OZ Cabbie May 2013
This month things started off on a sour note in Melbourne. The Airport scrapped its short fare system on Wednesday 1 May, forcing drivers doing $10 fares to go back to the end of the holding rank queue on their return. There had been no consultation and no explanation given. On the Friday morning fromt 8am to 10.30am 300 drivers blockade two ranks at departures for. The media had a field-day especially after a scuffle broke out between a few drivers and a battalion of police and security guards. It made the evening news on every channel. When that didn’t work the drivers repeated the protest on Monday morning. This time they got the attention of airport management and the Victorian Taxi Association. VTA misled Airport on Short Fare System.

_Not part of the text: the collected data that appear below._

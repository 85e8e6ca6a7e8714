//! Workspace-level integration tests for mpnum live under `tests/`.
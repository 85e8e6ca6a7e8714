//! Application configuration from CLI flags and environment.

use std::path::PathBuf;

use clap::{Parser, Subcommand};
use clap_complete::Shell;

use mpnum_codec::Kind;
use mpnum_core::Round;

use crate::version;

/// Encode, decode and approximate multi-precision values.
#[derive(Parser, Debug)]
#[command(name = "mpnum", version, long_version = version::LONG_VERSION, about)]
pub struct AppConfig {
    /// Context precision in bits.
    #[arg(short, long, global = true)]
    pub precision: Option<i64>,

    /// Rounding mode: nearest, zero, up, down or away_zero.
    #[arg(short, long, global = true)]
    pub round: Option<Round>,

    /// JSON settings file for the context and the value cache.
    #[arg(long, global = true, env = "MPNUM_CONFIG")]
    pub config: Option<PathBuf>,

    #[command(subcommand)]
    pub command: Command,
}

#[derive(Subcommand, Debug, Clone, PartialEq)]
pub enum Command {
    /// Encode a value and print the bytes as hex.
    Encode {
        /// Kind of value: integer, rational or float.
        #[arg(short, long)]
        kind: Kind,

        /// Decimal value, such as `-300`, `22/7` or `1.5e-3`.
        #[arg(allow_hyphen_values = true)]
        value: String,

        /// Leave the precision out of a float encoding.
        #[arg(long)]
        no_precision: bool,
    },

    /// Decode hex bytes and print the value.
    Decode {
        /// Kind of value: integer, rational or float.
        #[arg(short, long)]
        kind: Kind,

        /// Hex-encoded bytes.
        hex: String,
    },

    /// Print the fraction of least denominator within an error bound.
    Approx {
        /// Decimal value to approximate.
        #[arg(allow_hyphen_values = true)]
        value: String,

        /// Relative error bound: 0 for the value's precision, a negative
        /// `e` for `2^e`, or a positive bound.
        #[arg(long, default_value = "0", allow_hyphen_values = true)]
        max_error: f64,

        /// Print a whole result as an integer.
        #[arg(long)]
        integer: bool,
    },

    /// Generate shell completion.
    Completion {
        #[arg(value_enum)]
        shell: Shell,
    },
}

impl AppConfig {
    /// Parse CLI arguments.
    #[must_use]
    pub fn parse() -> Self {
        <Self as Parser>::parse()
    }
}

A week earlier the NSW fare regulator IPART release its draft report on this years fare adjustments. Its proposal; to drop Sydney fares by what it estimated was an average 1%. It’s maths aren’t to good. Drivers called it “plain crazy”, “a harebrained idea” and other colourful terms. Fortunately, it’s only a draft proposal. Those passionate enough about the issue can front at IPART’s public forum on 21 May. Submissions are due 31 May. See IPART’s website for details. IPART Proposal to reduce Sydney Fares called “plain crazy”.

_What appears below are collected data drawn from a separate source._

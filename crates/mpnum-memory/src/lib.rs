//! # mpnum-memory
//!
//! Free-list pools for multi-precision values.
//!
//! Short-lived integers, rationals and floats are parked in a bounded stack
//! when released and handed out again on the next acquire, which amortizes
//! the cost of their digit storage. Pools are plain single-owner values; the
//! per-thread cache that wraps them lives in `mpnum-core`.
#![warn(missing_docs)]

pub mod limits;
pub mod pool;
pub mod recycle;
pub mod stats;

pub use limits::{
    CacheLimits, PoolError, DEFAULT_CACHE_OBJECTS, DEFAULT_CACHE_OBJECT_WORDS, MAX_CACHE_OBJECTS,
    MAX_CACHE_OBJECT_WORDS,
};
pub use pool::{PooledValue, ValuePool};
pub use recycle::{Recycle, ValueKind};
pub use stats::PoolStats;
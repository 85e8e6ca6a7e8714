//! Pool usage counters.

/// Counters describing how a pool has been used.
#[derive(Debug, Clone, Copy, Default, PartialEq, Eq)]
pub struct PoolStats {
    /// Acquires served from the free list.
    pub hits: u64,
    /// Acquires that needed a fresh allocation.
    pub misses: u64,
    /// Releases that dropped the value (pool full or value too large).
    pub evictions: u64,
    /// Values dropped by a shrinking resize or a clear.
    pub trimmed: u64,
}

impl PoolStats {
    /// Record an acquire served from the free list.
    pub fn record_hit(&mut self) {
        self.hits += 1;
    }

    /// Record an acquire that allocated.
    pub fn record_miss(&mut self) {
        self.misses += 1;
    }

    /// Record a release that dropped its value.
    pub fn record_eviction(&mut self) {
        self.evictions += 1;
    }

    /// Record `count` values dropped by a resize or clear.
    pub fn record_trim(&mut self, count: usize) {
        self.trimmed += count as u64;
    }

    /// Fraction of acquires served from the free list.
    #[must_use]
    #[allow(clippy::cast_precision_loss)]
    pub fn hit_rate(&self) -> f64 {
        let total = self.hits + self.misses;
        if total == 0 {
            0.0
        } else {
            self.hits as f64 / total as f64
        }
    }

    /// Combine the counters of two pools.
    #[must_use]
    pub fn merged(self, other: Self) -> Self {
        Self {
            hits: self.hits + other.hits,
            misses: self.misses + other.misses,
            evictions: self.evictions + other.evictions,
            trimmed: self.trimmed + other.trimmed,
        }
    }
}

One of the most effective and respected taxi driver advocates, Lee Sims, former secretary of the now defunct Cab Drivers Association Queensland, was charged with racial vilification 2.5 years ago after trumped up charges were file with QCAT by Taxi Council Queensland on behalf of nine “weak and naive” (TCQ’s words) Indian taxi drivers in Mackay. This month the case was dismissed to the great relief of Lee and his friends. Taxi Council’s abuse of legal Process.

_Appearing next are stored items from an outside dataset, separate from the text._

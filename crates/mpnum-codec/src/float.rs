//! Float envelope.
//!
//! ```text
//! code (1) | precision u32 LE (4, optional) | |L| u32 LE (4) | significand (n)
//! ```
//!
//! The significand is the hex expansion `0.d1 d2 ... dk` with its base-16
//! exponent `E16`, so that `x = 0.d1d2... * 16^E16`. Two nibbles go in each
//! byte, which makes the byte exponent `L = ceil(E16 / 2)`. An odd `E16` gets
//! one leading zero nibble and an odd nibble count gets one trailing zero
//! nibble. Decoding reads `S` as a big-endian integer over `n` bytes and
//! yields `±S * 256^(L - n)`.

use num_bigint::BigUint;
use num_integer::Integer;
use num_traits::Zero;

use mpnum_core::{BigFloat, Round, DEFAULT_PRECISION, EMAX_MAX, EMIN_MIN, PREC_MAX, PREC_MIN};

use crate::error::CodecError;
use crate::value::Kind;

const SIGN: u8 = 0x01;
const EXPONENT_SIGN: u8 = 0x02;
const ZERO: u8 = 0x04;
const PRECISION_INCLUDED: u8 = 0x08;
const INFINITE: u8 = 0x10;
const NAN: u8 = 0x20;
const RESERVED: u8 = 0xC0;

/// Smallest encoding of a non-zero finite float without precision.
const MIN_FINITE_LEN: usize = 6;
const FIELD_LEN: usize = 4;

/// The leading code byte of an encoded float, as a record.
#[derive(Debug, Clone, Copy, Default, PartialEq, Eq)]
pub struct FloatCode {
    pub negative: bool,
    pub exponent_negative: bool,
    pub zero: bool,
    pub precision_included: bool,
    pub infinite: bool,
    pub nan: bool,
}

impl FloatCode {
    #[must_use]
    pub fn to_byte(self) -> u8 {
        [
            (self.negative, SIGN),
            (self.exponent_negative, EXPONENT_SIGN),
            (self.zero, ZERO),
            (self.precision_included, PRECISION_INCLUDED),
            (self.infinite, INFINITE),
            (self.nan, NAN),
        ]
        .into_iter()
        .filter(|(set, _)| *set)
        .fold(0, |byte, (_, bit)| byte | bit)
    }

    /// Parse a code byte, rejecting reserved bits and mixed special kinds.
    pub fn from_byte(byte: u8) -> Result<Self, CodecError> {
        if byte & RESERVED != 0 {
            return Err(CodecError::ReservedBits(byte));
        }
        let code = Self {
            negative: byte & SIGN != 0,
            exponent_negative: byte & EXPONENT_SIGN != 0,
            zero: byte & ZERO != 0,
            precision_included: byte & PRECISION_INCLUDED != 0,
            infinite: byte & INFINITE != 0,
            nan: byte & NAN != 0,
        };
        let specials = [code.zero, code.infinite, code.nan]
            .into_iter()
            .filter(|&set| set)
            .count();
        if specials > 1 {
            return Err(CodecError::ConflictingCode(byte));
        }
        Ok(code)
    }

    fn is_special(self) -> bool {
        self.zero || self.infinite || self.nan
    }
}

/// Encode a float. Zero, infinities and NaN take a single byte.
pub fn encode_float(value: &BigFloat, include_precision: bool) -> Result<Vec<u8>, CodecError> {
    let negative = value.is_sign_negative();
    let (Some(mant), Some(exp)) = (value.significand(), value.exponent()) else {
        let code = FloatCode {
            negative: negative && !value.is_nan(),
            zero: value.is_zero(),
            infinite: value.is_infinite(),
            nan: value.is_nan(),
            ..FloatCode::default()
        };
        return Ok(vec![code.to_byte()]);
    };

    let prec = value.prec();
    let e16 = Integer::div_ceil(&exp, &4);
    let shift = u64::try_from(4 * e16 - exp).map_err(|_| CodecError::ExponentRange(exp))?;
    let digits = (u64::from(prec) + shift).div_ceil(4);
    let odd = e16.is_odd();
    let nibbles = digits + u64::from(odd);
    let len = nibbles.div_ceil(2);
    // Value digits, then the padding nibble if the count is odd.
    let significand: BigUint =
        (mant << (4 * digits - u64::from(prec) - shift)) << (4 * (2 * len - nibbles));

    let byte_exponent = Integer::div_ceil(&e16, &2);
    let magnitude =
        u32::try_from(byte_exponent.unsigned_abs()).map_err(|_| CodecError::ExponentRange(exp))?;

    let code = FloatCode {
        negative,
        exponent_negative: byte_exponent < 0,
        precision_included: include_precision,
        ..FloatCode::default()
    };
    let digits_be = significand.to_bytes_be();
    let len = usize::try_from(len).map_err(|_| CodecError::ExponentRange(exp))?;

    let mut out = Vec::with_capacity(1 + 2 * FIELD_LEN + len);
    out.push(code.to_byte());
    if include_precision {
        out.extend_from_slice(&prec.to_le_bytes());
    }
    out.extend_from_slice(&magnitude.to_le_bytes());
    out.resize(out.len() + len - digits_be.len(), 0);
    out.extend_from_slice(&digits_be);
    Ok(out)
}

/// Decode a float produced by [`encode_float`].
///
/// Special values decode at the default precision. Without an included
/// precision, a finite value gets 8 bits per significand byte. A byte
/// exponent whose bit exponent `8 * L` leaves `EMIN_MIN..=EMAX_MAX` is
/// rejected.
pub fn decode_float(bytes: &[u8]) -> Result<BigFloat, CodecError> {
    let Some(&first) = bytes.first() else {
        return Err(CodecError::truncated(Kind::Float, 1, 0));
    };
    let code = FloatCode::from_byte(first)?;
    if code.is_special() {
        let value = if code.nan {
            BigFloat::nan(DEFAULT_PRECISION)
        } else if code.infinite {
            BigFloat::infinity(code.negative, DEFAULT_PRECISION)
        } else {
            BigFloat::zero(code.negative, DEFAULT_PRECISION)
        };
        return Ok(value);
    }

    let needed = MIN_FINITE_LEN + if code.precision_included { FIELD_LEN } else { 0 };
    if bytes.len() < needed {
        return Err(CodecError::truncated(Kind::Float, needed, bytes.len()));
    }
    let mut rest = &bytes[1..];
    let included = if code.precision_included {
        let (field, tail) = rest.split_at(FIELD_LEN);
        rest = tail;
        Some(read_u32(field))
    } else {
        None
    };
    let (field, digits) = rest.split_at(FIELD_LEN);
    let magnitude = i64::from(read_u32(field));
    let byte_exponent = if code.exponent_negative { -magnitude } else { magnitude };
    let exponent = 8 * byte_exponent;
    if !(EMIN_MIN..=EMAX_MAX).contains(&exponent) {
        return Err(CodecError::ExponentRange(exponent));
    }

    let significand = BigUint::from_bytes_be(digits);
    if significand.is_zero() {
        return Err(CodecError::ZeroSignificand);
    }
    let len = digits.len() as u64;
    let prec = match included {
        Some(prec) => u64::from(prec),
        None => 8 * len,
    };
    let prec = u32::try_from(prec)
        .ok()
        .filter(|p| (PREC_MIN..=PREC_MAX).contains(p))
        .ok_or(CodecError::PrecisionRange(prec))?;

    let len = i64::try_from(len).map_err(|_| CodecError::PrecisionRange(8 * len))?;
    let (value, _) = BigFloat::from_scaled(
        code.negative,
        &significand,
        exponent - 8 * len,
        prec,
        Round::Nearest,
    );
    Ok(value)
}

fn read_u32(field: &[u8]) -> u32 {
    let mut word = [0u8; FIELD_LEN];
    word.copy_from_slice(field);
    u32::from_le_bytes(word)
}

A Launceston owner-driver, fond of using taxi app goCatch, resigned from the board of Combined Taxi, Launcheston. Angered by their rejection of the app, technology which he believes is the future of the industry, he removed the network's decals from his cab and replaced them with a big goCatch logo, making his cab the first in Australia branded with decals promoting an independent app. Say g’day to Australia’s first App branded Taxi on the Apple Isle.
As the taxi world is patiently and anxiously waiting for the Victorian Government’s long overdue response to the Fels Report, a small cabal of three Greek taxi tycoons have jumped the gun and announced its launch of a new app initially to be used exclusively in their own fleets, as well as plans to launch their own fully accredited network. A gutsy move, not likely to endear them with their old mates in the Victorian Taxi Association. Greek Cabal plans to take on the Melbourne Taxi Establishment.
You will notice there is no Letters to the Editor page in this issue. The inconvenient truth is that we didn’t receive any suitable for printing. Sure hope this improves before the June issue.
Cabcharge is at it again. At the Australian Taxi Industry Association’s annual conference, this year held in Adelaide, they revealed their latest attack on other meter manufacturers, an new integrated meter and EFTPOS terminal. Whether they raise the ire of the ACCC this time is too early to tell, but they sure are sailing close to the wind.
On another front Cabcharge is again challenging the regulators. They have decided to totally disregard the Reserve Bank of Australia’s ruling to reduce card transaction surcharges. It argues that the ruling doesn’t apply to them as they don’t charge a surcharge but a service fee. It seems it is not about what it is, but what you decide to call it. Love them or loath them, few Australian companies are as crafty as Cabcharge. The question the stock market is asking: “What is going to happen with Cabcharge once its 85 year old chairman Reg Kermode retires, expected to be later this year”. The craftiest of them all, he is the strategist behind its success.
Until next month, may you all get that fare of a lifetime.